Joined: July 19, 2010, 4:51 pm
Posts: 286
When I voiced my opinion of their seamanship, or lack their response was we will report you to the “Union” As if I cared and I would have fired the lot of them but there were certain procedures to follow and they were time consuming and extensive and usually resulted in a smack on the wrist and all for naught.
It did not help when I got a new mate and I really felt sorry for him as he had been captain on a liner ship that carried a couple of hundred passengers and to say he was out of his depth would be putting it mildly. He was a great raconteur and could relate to the times when famous people travelled on his ship. He would go to the crew mess to tell them the work to be done and I would go done after a long spell of in activity to find them all sitting back drinking tea encouraging him to tell more tales. He was unfortunate experiencing the demise of passenger ships and to put him on a ship like ship was a dramatic letdown for him. I really felt extremely sorry for him but we were a very different operation and the mate had to be able to load cargo and organise the crew none of which he had long ago lost that ability so I had to let him go as I had enough to do my own job without solving his problems.

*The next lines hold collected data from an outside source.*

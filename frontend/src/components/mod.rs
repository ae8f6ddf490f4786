pub mod charts;
pub mod entry_detail;
pub mod entry_form;
pub mod entry_table;
pub mod expense_insights;
pub mod field_input;
pub mod header;
pub mod income_dashboard;
pub mod income_reports;
pub mod login_page;
pub mod report_document;
pub mod resource_page;
pub mod toast;
//! Registration, login and token-based identity lookup.
//!
//! Passwords are hashed with Argon2id and stored as PHC strings. A
//! successful login returns a signed bearer token carrying the user ID.

use std::sync::Arc;

use anyhow::anyhow;
use argon2::{
    password_hash::{rand_core::OsRng, PasswordHash, PasswordHasher, PasswordVerifier, SaltString},
    Argon2,
};
use chrono::Utc;
use shared::{LoginRequest, RegisterRequest};
use tracing::{info, warn};

use crate::domain::errors::{ServiceError, ServiceResult};
use crate::domain::models::user::{LoginError, RegistrationError, User};
use crate::domain::token::TokenIssuer;
use crate::storage::{Connection, UserStorage};

/// Result of a successful login
#[derive(Debug, Clone, PartialEq)]
pub struct LoginOutcome {
    pub token: String,
    pub user_id: String,
}

#[derive(Clone)]
pub struct AuthService<C: Connection> {
    user_repository: C::UserRepository,
    tokens: TokenIssuer,
}

fn required(value: Option<String>) -> Option<String> {
    value
        .map(|v| v.trim().to_string())
        .filter(|v| !v.is_empty())
}

impl<C: Connection> AuthService<C> {
    pub fn new(connection: Arc<C>, tokens: TokenIssuer) -> Self {
        Self {
            user_repository: connection.create_user_repository(),
            tokens,
        }
    }

    /// Create an account; emails must be unique
    pub async fn register(&self, request: RegisterRequest) -> ServiceResult<User> {
        let (name, email, password) = match (
            required(request.name),
            required(request.email),
            request.password.filter(|p| !p.trim().is_empty()),
        ) {
            (Some(name), Some(email), Some(password)) => (name, email, password),
            _ => return Err(RegistrationError::MissingFields.into()),
        };

        info!("Registering user {}", email);

        if self.user_repository.get_user_by_email(&email).await?.is_some() {
            warn!("Registration rejected, email already in use: {}", email);
            return Err(RegistrationError::EmailTaken.into());
        }

        let salt = SaltString::generate(&mut OsRng);
        let password_hash = Argon2::default()
            .hash_password(password.as_bytes(), &salt)
            .map_err(|e| anyhow!("Failed to hash password: {}", e))?
            .to_string();

        let user = User {
            id: User::generate_id(),
            name,
            email,
            password_hash,
            created_at: Utc::now().to_rfc3339(),
        };
        if !self.user_repository.store_user(&user).await? {
            warn!("Registration lost a race for email {}", user.email);
            return Err(RegistrationError::EmailTaken.into());
        }

        info!("Registered user {}", user.id);
        Ok(user)
    }

    /// Check credentials and issue a bearer token
    pub async fn login(&self, request: LoginRequest) -> ServiceResult<LoginOutcome> {
        let (email, password) = match (required(request.email), request.password) {
            (Some(email), Some(password)) if !password.is_empty() => (email, password),
            _ => return Err(LoginError::MissingFields.into()),
        };

        let user = self
            .user_repository
            .get_user_by_email(&email)
            .await?
            .ok_or(LoginError::UnknownEmail)?;

        let parsed = PasswordHash::new(&user.password_hash)
            .map_err(|e| anyhow!("Stored password hash for {} is invalid: {}", user.id, e))?;

        if Argon2::default()
            .verify_password(password.as_bytes(), &parsed)
            .is_err()
        {
            warn!("Invalid credentials for {}", email);
            return Err(LoginError::WrongPassword.into());
        }

        let token = self.tokens.issue(&user.id, Utc::now().timestamp())?;
        info!("User {} logged in", user.id);

        Ok(LoginOutcome {
            token,
            user_id: user.id,
        })
    }

    /// Resolve a bearer token to the account it was issued for
    pub async fn current_user(&self, token: &str) -> ServiceResult<User> {
        let claims = self
            .tokens
            .verify(token, Utc::now().timestamp())
            .map_err(|e| ServiceError::Unauthorized(e.to_string()))?;

        self.user_repository
            .get_user(&claims.user_id)
            .await?
            .ok_or_else(|| ServiceError::Unauthorized("User no longer exists".to_string()))
    }
}

#[cfg(test)]
mod tests {
    use super::*;
    use crate::storage::DbConnection;

    async fn setup_test() -> AuthService<DbConnection> {
        let db = DbConnection::init_test().await.expect("Failed to create test database");
        AuthService::new(Arc::new(db), TokenIssuer::new(b"test-secret", 3600))
    }

    fn register_request(email: &str) -> RegisterRequest {
        RegisterRequest {
            name: Some("Amara".to_string()),
            email: Some(email.to_string()),
            password: Some("s3cret-pass".to_string()),
        }
    }

    fn login_request(email: &str, password: &str) -> LoginRequest {
        LoginRequest {
            email: Some(email.to_string()),
            password: Some(password.to_string()),
        }
    }

    #[tokio::test]
    async fn test_register_hashes_password() {
        let service = setup_test().await;
        let user = service.register(register_request("amara@example.com")).await.unwrap();

        assert_eq!(user.email, "amara@example.com");
        assert!(user.password_hash.starts_with("$argon2id$"));
        assert!(!user.password_hash.contains("s3cret-pass"));
    }

    #[tokio::test]
    async fn test_register_requires_all_fields() {
        let service = setup_test().await;
        let mut request = register_request("amara@example.com");
        request.name = Some("   ".to_string());

        let result = service.register(request).await;
        assert!(matches!(result, Err(ServiceError::Validation(ref m)) if m == "All fields are required"));
    }

    #[tokio::test]
    async fn test_register_duplicate_email() {
        let service = setup_test().await;
        service.register(register_request("amara@example.com")).await.unwrap();

        let result = service.register(register_request("amara@example.com")).await;
        assert!(matches!(result, Err(ServiceError::Conflict(ref m)) if m == "User already exists"));
    }

    #[tokio::test(flavor = "multi_thread", worker_threads = 4)]
    async fn test_concurrent_registrations_for_one_email() {
        let service = setup_test().await;

        for round in 0..5 {
            let email = format!("race{}@example.com", round);
            let (first, second) = tokio::join!(
                service.register(register_request(&email)),
                service.register(register_request(&email))
            );

            let outcomes = [first, second];
            assert!(
                !outcomes.iter().any(|r| matches!(r, Err(ServiceError::Unexpected(_)))),
                "round {} produced a server error",
                round
            );
            assert_eq!(outcomes.iter().filter(|r| r.is_ok()).count(), 1);
            assert!(outcomes
                .iter()
                .any(|r| matches!(r, Err(ServiceError::Conflict(ref m)) if m == "User already exists")));
        }
    }

    #[tokio::test]
    async fn test_login_errors() {
        let service = setup_test().await;
        service.register(register_request("amara@example.com")).await.unwrap();

        let unknown = service.login(login_request("nobody@example.com", "x")).await;
        assert!(matches!(unknown, Err(ServiceError::Auth(ref m)) if m == "User not found"));

        let wrong = service.login(login_request("amara@example.com", "wrong")).await;
        assert!(matches!(wrong, Err(ServiceError::Auth(ref m)) if m == "Invalid credentials"));
    }

    #[tokio::test]
    async fn test_login_token_resolves_current_user() {
        let service = setup_test().await;
        let user = service.register(register_request("amara@example.com")).await.unwrap();

        let outcome = service
            .login(login_request("amara@example.com", "s3cret-pass"))
            .await
            .unwrap();
        assert_eq!(outcome.user_id, user.id);

        let current = service.current_user(&outcome.token).await.unwrap();
        assert_eq!(current.email, "amara@example.com");

        let rejected = service.current_user("not-a-token").await;
        assert!(matches!(rejected, Err(ServiceError::Unauthorized(_))));
    }
}
use finance_tracker_backend::config::AppConfig;
use finance_tracker_backend::{create_router, initialize_backend};
use tracing::info;
use tracing_subscriber::EnvFilter;

#[tokio::main]
async fn main() -> anyhow::Result<()> {
    // A missing .env file is fine; the environment may already be set
    dotenvy::dotenv().ok();

    tracing_subscriber::fmt()
        .with_env_filter(EnvFilter::try_from_default_env().unwrap_or_else(|_| EnvFilter::new("info")))
        .init();

    let config = AppConfig::from_env()?;
    let app_state = initialize_backend(&config).await?;
    let app = create_router(app_state, &config);

    info!("Starting server on {}", config.bind_addr);
    let listener = tokio::net::TcpListener::bind(config.bind_addr).await?;
    info!("Listening on {}", config.bind_addr);

    axum::serve(listener, app).await?;

    Ok(())
}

We had been accepted as immigrants and to get to Canada within six months of this certificate.
Leave time for me this time was traumatic as there were now we had major decisions to make and thousands arrangements for all the furniture etc that we would take and what to sell including all the electrical appliances etc. These onerous tasks alas fell on my wife as I had to go back to sailing. We had also to sell our car which a few moths previously the salesman assured me we were buying a fabulous vehicle of outstanding value and was now a heap of junk!!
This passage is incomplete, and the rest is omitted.